Hay dos tipos de transición profesional. La primera es un cambio de rol — de empresa, de sector, de cargo. Lo que hacés cambia. Quién sos, no. Las técnicas convencionales funcionan: CV actualizado, networking activo, búsqueda de oportunidades.
La segunda es diferente. Es una transición de identidad. Lo que fuiste ya no define quién sos. El molde conocido ya no alcanza. Y las técnicas convencionales no solo no ayudan — a veces hacen más ruido y más confusión.
Esta segunda transición es la que atraviesan los ejecutivos senior después de 20 o más años de trayectoria. Y tiene señales específicas que la distinguen — si sabés leerlas.
El cargo ya no te define — lo tengas o no
No es una crisis de ego. Es una señal de madurez profesional: tu identidad está creciendo más allá de los roles que ocupaste. El trabajo no es encontrar el próximo cargo que te represente — es entender quién sos cuando sacás los cargos de la ecuación.
"Te preguntan qué hacés y la respuesta ya no te convence. El título que tenías — o que buscarías — no termina de representarte."
Si sacás todos tus títulos y cargos, ¿cómo te describís profesionalmente?
Las propuestas están, pero ninguna termina de cerrar
No es que las propuestas sean malas. Es que el criterio de evaluación cambió — y todavía no está formulado. Hay una dirección sin nombre, pero tu sistema interno ya la usa para evaluar todo lo que aparece.
"Cuando imaginás aceptar, sentís que retrocedés. Buscás razones para rechazar antes de buscar razones para aceptar. Nada encaja del todo."
¿Qué tendría que tener una propuesta para que dijeras que sí sin dudarlo?
Sabés lo que valés, pero no sabés cómo nombrarlo
No es falta de experiencia. Es falta de narrativa.

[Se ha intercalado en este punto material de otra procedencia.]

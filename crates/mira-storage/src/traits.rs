//! Storage abstraction trait

use crate::StorageBackend;
use async_trait::async_trait;
use thiserror::Error;

/// Storage operation errors
#[derive(Debug, Error)]
pub enum StorageError {
    #[error("Upload failed: {0}")]
    UploadFailed(String),

    #[error("Download failed: {0}")]
    DownloadFailed(String),

    #[error("Delete failed: {0}")]
    DeleteFailed(String),

    #[error("File not found: {0}")]
    NotFound(String),

    #[error("Invalid storage key: {0}")]
    InvalidKey(String),

    #[error("Storage backend error: {0}")]
    BackendError(String),

    #[error("IO error: {0}")]
    IoError(#[from] std::io::Error),

    #[error("Configuration error: {0}")]
    ConfigError(String),
}

impl From<StorageError> for mira_core::AppError {
    fn from(err: StorageError) -> Self {
        match err {
            StorageError::ConfigError(msg) => mira_core::AppError::Config(msg),
            StorageError::InvalidKey(msg) => mira_core::AppError::InvalidInput(msg),
            StorageError::NotFound(key) => mira_core::AppError::NotFound(key),
            other => mira_core::AppError::Storage(other.to_string()),
        }
    }
}

/// Result type for storage operations
pub type StorageResult<T> = Result<T, StorageError>;

/// Outcome of a write.
#[derive(Debug, Clone, PartialEq, Eq)]
pub struct StoredObject {
    pub key: String,
    /// Backend-specific location recorded in the document ledger
    /// (a filesystem path or `s3://bucket/key`).
    pub location: String,
    /// False when an object already existed under the key.
    pub written: bool,
}

/// Storage abstraction trait
///
/// All storage backends (S3, local filesystem) implement this trait so the
/// upload service works with either without knowing which one is active.
#[async_trait]
pub trait Storage: Send + Sync {
    /// Store `data` under `key`. When an object already exists under the key
    /// the write is skipped; content-addressed keys make that idempotent.
    async fn put(&self, key: &str, data: Vec<u8>) -> StorageResult<StoredObject>;

    /// Read an object by key
    async fn get(&self, key: &str) -> StorageResult<Vec<u8>>;

    /// Check if an object exists
    async fn exists(&self, key: &str) -> StorageResult<bool>;

    /// Delete an object. Deleting a missing object succeeds.
    async fn delete(&self, key: &str) -> StorageResult<()>;

    /// Location string for a key
    fn location(&self, key: &str) -> String;

    /// Get the storage backend type
    fn backend_type(&self) -> StorageBackend;
}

Construiste valor real a lo largo de años, pero sin un lenguaje claro para comunicarlo. Ese lenguaje se construye — no se improvisa.
"Tenés 20 años de experiencia pero el CV no te hace justicia. En conversaciones de trabajo, no terminás de articular tu propuesta."
Si tuvieras que explicar en dos oraciones qué problema único resolvés, ¿qué dirías?
Cuanta más urgencia sentís, menos claridad tenés
La urgencia es el enemigo de la claridad. Cuando el cuerpo dice "apurate", la mente hace lo opuesto a lo que necesita. La claridad requiere parar, no acelerar. Eso es contraintuitivo — y por eso pocas personas lo hacen.
"Cada semana tomás más acción pero no avanzás más. La presión sube. La claridad no mejora. Empezás a considerar opciones que antes descartarías."
Si el tiempo no fuera una presión, ¿qué decisión tomarías que hoy no te permitís?
Estás esperando que algo se acomode — y no se acomoda
Este tipo de transición requiere trabajo estructurado — no solo tiempo. La claridad no aparece esperando. Aparece haciendo un proceso específico. El tiempo sin método prolonga el desgaste.
"Llevás más tiempo del que esperabas en este limbo. Las personas cercanas ya no saben qué aconsejarte. Cada semana algo se va acumulando."
¿Cuánto tiempo llevás en este momento? ¿Qué cambió desde que empezó?
La claridad no aparece
esperando.
Reconocer estas señales es el primer paso. El segundo es entender que este tipo de transición no se resuelve con más CV, más networking o más espera. Se resuelve con un proceso estructurado que empieza por la identidad — no por el mercado.
No estás perdido/a. Estás desalineado/a. Y eso tiene solución con estructura y acompañamiento específico.